Le requérant, étudiant de nationalité libanaise, est né en
1963 à B. Il est actuellement incarcéré à la maison d'arrêt de
la santé à Paris. Dans la procédure devant la Commission, il est
représenté par Me M. Oussedik, avocat au barreau de Paris.
Dans le cadre des attentats terroristes commis à Paris en
septembre 1986, le requérant fut inculpé le 26 avril 1987
d'association de malfaiteurs en relation avec une entreprise
terroriste, et placé sous mandat de dépôt le même jour. Au cours de
l'instruction, diligentée par le juge d'instruction de Paris,
plusieurs investigations ont été effectuées, tant en France qu'en
République Fédérale d'Allemagne, au Liban et à Chypre. Renvoyé en
jugement, il a été condamné le 9 mars 1990 par la chambre
correctionnelle du tribunal de grande instance de Paris à une peine de
huit ans d'emprisonnement. Il interjeta appel de cette décision. A
ce jour, la cour d'appel n'a pas encore rendu de décision.

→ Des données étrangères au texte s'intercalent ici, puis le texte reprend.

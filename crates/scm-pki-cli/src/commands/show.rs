//! `show`: print a stored certificate.

use std::io::Write;

use scm_pki::{CertificateCodec, SecurityConfig};

use crate::error::CliError;
use crate::output::{CertificateInfo, OutputFormat};

/// Show command executor.
pub struct ShowCommand {
    config: SecurityConfig,
    component: String,
}

impl ShowCommand {
    /// Create a new show command.
    #[must_use]
    pub fn new(config: SecurityConfig, component: impl Into<String>) -> Self {
        Self {
            config,
            component: component.into(),
        }
    }

    /// Execute the show command.
    ///
    /// # Errors
    ///
    /// Returns an error if the certificate is missing or unreadable.
    pub fn execute<W: Write>(
        &self,
        writer: &mut W,
        format: &OutputFormat,
        file_name: Option<&str>,
    ) -> Result<(), CliError> {
        let codec = CertificateCodec::new(&self.config, &self.component)?;
        let location = match file_name {
            Some(name) => codec.location_for(name),
            None => codec.default_location(),
        };
        let cert = codec.read_certificate(Some(&location))?;
        format.write(writer, &CertificateInfo::new(&cert, &location.path()?))
    }
}

#[cfg(test)]
mod tests {
    use super::*;
    use crate::cli::Format;

    #[test]
    fn missing_certificate() {
        let dir = tempfile::tempdir().unwrap();
        let cmd = ShowCommand::new(SecurityConfig::new(dir.path()), "scm");
        let result = cmd.execute(&mut Vec::new(), &OutputFormat::default(), None);
        assert!(matches!(
            result,
            Err(CliError::Pki(scm_pki::Error::FileNotFound { .. }))
        ));
    }

    #[test]
    fn shows_custom_file_as_json() {
        use chrono::{Duration, Utc};
        use scm_pki::{Certificate, KeyGenerator, KeyPairSource, WriteMode};

        let dir = tempfile::tempdir().unwrap();
        let config = SecurityConfig::new(dir.path());
        let today = Utc::now().date_naive();
        let cert = Certificate::builder()
            .subject("AB12")
            .cluster_id("CD34")
            .scm_id("EF56")
            .begin_date(today)
            .end_date(today + Duration::days(1))
            .config(&config)
            .key(KeyGenerator::new(&config).generate_key_pair().unwrap())
            .build()
            .unwrap();
        let codec = CertificateCodec::new(&config, "scm").unwrap();
        codec
            .write_certificate(&cert, Some(&codec.location_for("peer.crt")), WriteMode::CreateNew)
            .unwrap();

        let mut out = Vec::new();
        ShowCommand::new(config, "scm")
            .execute(&mut out, &OutputFormat::new(Format::Json), Some("peer.crt"))
            .unwrap();

        let value: serde_json::Value = serde_json::from_slice(&out).unwrap();
        assert_eq!(value["serial_number"], cert.serial_number().to_string());
        assert_eq!(value["is_ca"], false);
        assert!(value["path"].as_str().unwrap().ends_with("peer.crt"));
    }
}
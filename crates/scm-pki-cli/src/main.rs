//! `scm-ca` binary entrypoint.

use std::io;
use std::process::ExitCode;

use clap::Parser;
use tracing_subscriber::EnvFilter;

use scm_pki_cli::cli::{Cli, Commands};
use scm_pki_cli::commands::{ExportDerCommand, GenerateCommand, ShowCommand, load_config};
use scm_pki_cli::output::OutputFormat;

fn main() -> ExitCode {
    tracing_subscriber::fmt()
        .with_env_filter(EnvFilter::from_default_env())
        .with_writer(io::stderr)
        .init();

    let cli = Cli::parse();

    match run(cli) {
        Ok(()) => ExitCode::SUCCESS,
        Err(e) => {
            eprintln!("Error: {e}");
            ExitCode::FAILURE
        }
    }
}

fn run(cli: Cli) -> Result<(), scm_pki_cli::CliError> {
    let config = load_config(cli.config.as_deref(), cli.metadata_dir.as_deref())?;
    let format = OutputFormat::new(cli.format);
    let mut stdout = io::stdout().lock();

    match cli.command {
        Commands::Generate(args) => {
            let cmd = GenerateCommand::new(config, &cli.component);
            cmd.execute(&mut stdout, &format, &args)?;
        }
        Commands::Show { file_name } => {
            let cmd = ShowCommand::new(config, &cli.component);
            cmd.execute(&mut stdout, &format, file_name.as_deref())?;
        }
        Commands::ExportDer {
            out,
            file_name,
            force,
        } => {
            let cmd = ExportDerCommand::new(config, &cli.component);
            cmd.execute(&mut stdout, &format, &out, file_name.as_deref(), force)?;
        }
    }

    Ok(())
}
//! Atomic, permission-restricted file writes.
//!
//! Content is written to a temporary file in the target directory, synced,
//! restricted to the owner, and only then linked into place. Readers see
//! either no file or the complete file with its final permissions. If any
//! step fails the temporary file is removed when it is dropped.

use std::fs;
use std::io::Write;
use std::path::Path;

use tempfile::NamedTempFile;
use tracing::{debug, info, warn};

use crate::error::{Error, Result};

/// Mode applied to directories created for security material.
pub const DIR_MODE: u32 = 0o700;

/// Mode applied to written files.
pub const FILE_MODE: u32 = 0o600;

/// What to do when the target file already exists.
#[derive(Debug, Clone, Copy, PartialEq, Eq, Default)]
pub enum WriteMode {
    /// Fail with [`Error::FileAlreadyExists`] and leave the file untouched.
    #[default]
    CreateNew,
    /// Atomically replace the existing file.
    Overwrite,
}

impl WriteMode {
    /// Maps a boolean `overwrite` flag to a mode.
    #[must_use]
    pub const fn from_overwrite(overwrite: bool) -> Self {
        if overwrite { Self::Overwrite } else { Self::CreateNew }
    }
}

/// Writes `contents` to `path`, creating missing parent directories.
pub(crate) fn write_atomic(path: &Path, contents: &[u8], mode: WriteMode) -> Result<()> {
    if mode == WriteMode::CreateNew && path.exists() {
        warn!(path = %path.display(), "refusing to overwrite existing file");
        return Err(Error::FileAlreadyExists {
            path: path.to_path_buf(),
        });
    }

    let dir = parent_dir(path);
    ensure_private_dir(dir)?;

    let mut tmp = NamedTempFile::new_in(dir).map_err(|e| Error::io(dir, e))?;
    tmp.write_all(contents).map_err(|e| Error::io(tmp.path(), e))?;
    restrict_file(tmp.as_file()).map_err(|e| Error::io(tmp.path(), e))?;
    tmp.as_file().sync_all().map_err(|e| Error::io(tmp.path(), e))?;

    match mode {
        WriteMode::Overwrite => {
            tmp.persist(path).map_err(|e| Error::io(path, e.error))?;
        }
        WriteMode::CreateNew => {
            tmp.persist_noclobber(path).map_err(|e| {
                if e.error.kind() == std::io::ErrorKind::AlreadyExists {
                    warn!(path = %path.display(), "lost create race for file");
                }
                Error::io(path, e.error)
            })?;
        }
    }

    sync_dir(dir);

    info!(path = %path.display(), bytes = contents.len(), ?mode, "wrote file");

    Ok(())
}

/// Reads a UTF-8 text file.
pub(crate) fn read_text(path: &Path) -> Result<String> {
    let bytes = fs::read(path).map_err(|e| Error::io(path, e))?;
    debug!(path = %path.display(), bytes = bytes.len(), "read file");
    String::from_utf8(bytes)
        .map_err(|e| Error::Encoding(format!("{} is not valid UTF-8: {e}", path.display())))
}

fn parent_dir(path: &Path) -> &Path {
    match path.parent() {
        Some(parent) if !parent.as_os_str().is_empty() => parent,
        _ => Path::new("."),
    }
}

/// Creates `dir` and any missing parents; created directories get [`DIR_MODE`].
fn ensure_private_dir(dir: &Path) -> Result<()> {
    if dir.is_dir() {
        return Ok(());
    }

    let mut builder = fs::DirBuilder::new();
    builder.recursive(true);
    #[cfg(unix)]
    {
        use std::os::unix::fs::DirBuilderExt;
        builder.mode(DIR_MODE);
    }
    builder.create(dir).map_err(|e| Error::io(dir, e))?;

    debug!(dir = %dir.display(), "created directory");
    Ok(())
}

fn restrict_file(file: &fs::File) -> std::io::Result<()> {
    #[cfg(unix)]
    {
        use std::os::unix::fs::PermissionsExt;
        file.set_permissions(fs::Permissions::from_mode(FILE_MODE))?;
    }
    #[cfg(not(unix))]
    {
        let _ = file;
    }
    Ok(())
}

/// Makes the directory entry durable. Failure only weakens crash durability,
/// so it is logged rather than returned.
fn sync_dir(dir: &Path) {
    #[cfg(unix)]
    {
        if let Err(e) = fs::File::open(dir).and_then(|d| d.sync_all()) {
            debug!(dir = %dir.display(), error = %e, "directory sync failed");
        }
    }
    #[cfg(not(unix))]
    {
        let _ = dir;
    }
}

Au cours de sa détention provisoire, le requérant introduisit
de nombreuses demandes de mise en liberté en 1987, 1988 et 1989,
rejetées par le juge d'instruction et la chambre d'accusation en
raison de la gravité des faits et des peines encourues, de la
protection de l'ordre public, du risque de fuite et de la nécessité de
nombreuses investigations à caractère national ou international.
La chambre criminelle de la Cour de cassation saisie d'un pourvoi
formé par le requérant contre un arrêt de rejet de la chambre
d'accusation de la cour d'appel de Paris du 9 novembre 1989, déclara
le 22 mars 1990 le requérant déchu de son pourvoi au motif que le
mémoire à son appui n'avait pas été signé et que dès lors il n'avait
pas valablement saisi la Cour de cassation.
D'autre part, le 19 mai 1988, le requérant déposa plainte
contre X. et se constitua partie civile pour complicité et recel de
malfaiteurs entraînant forfaiture, atteintes aux libertés et à la
Constitution et pression sur la justice. Il fonda sa plainte sur le
fait que la complicité dans les entreprises terroristes d'une tierce
personne désignée par lui était démontrée par certains propos échangés
lors d'un débat télévisé entre le Président de la République et le
Premier ministre alors que cette personne n'avait été entendue que
comme simple témoin par le juge d'instruction puis avait été autorisée
à quitter le territoire français. En dépit d'un arrêt de la chambre
criminelle de la Cour de cassation du 26 juillet 1988 disant n'y avoir
lieu à désignation d'une juridiction pour instruire la plainte, et
malgré les réquisitions aux fins de non informer du parquet de Paris,
le juge d'instruction de Paris rendit une ordonnance disant y avoir
lieu à informer mais uniquement du chef d'atteinte à la liberté
individuelle. Sur appel du parquet de Paris, la cour d'appel de Paris
infirma par un arrêt du 28 février 1989 l'ordonnance du juge
d'instruction au motif que la constitution de partie civile du
requérant était totalement irrecevable, faute de préjudice direct et
personnel.
La Cour de cassation rejeta le 17 juillet 1990 le pourvoi du
requérant contre l'arrêt de la cour d'appel de Paris.
Le requérant introduisit par ailleurs auprès de la Cour de
cassation une requête en dessaisissement du juge d'instruction pour
cause de suspicion légitime. Elle fut rejetée par un arrêt de la Cour
de cassation du 8 février 1989 pour absence de motif de renvoi.
GRIEFS
1. Le requérant, qui allègue avoir été incarcéré à l'isolement
complet, se plaint de la durée de sa détention provisoire. Il précise
n'avoir été convoqué chez le magistrat instructeur que pour le
renouvellement de son mandat de dépôt sans avoir jamais été entendu
sur le fond. Il soutient qu'il y avait ainsi détournement de la
mesure de détention provisoire qui n'aurait été utilisée qu'afin de
rechercher des preuves à son encontre sans qu'il puisse ni être
entendu en ses explications, ni être confronté à ses accusateurs. Il
allègue la violation de l'article 5 par. 3 de la Convention.
2. Le requérant se plaint par ailleurs de n'avoir pas été jugé
dans un délai raisonnable. Il invoque l'article 6 par. 1 de la Convention.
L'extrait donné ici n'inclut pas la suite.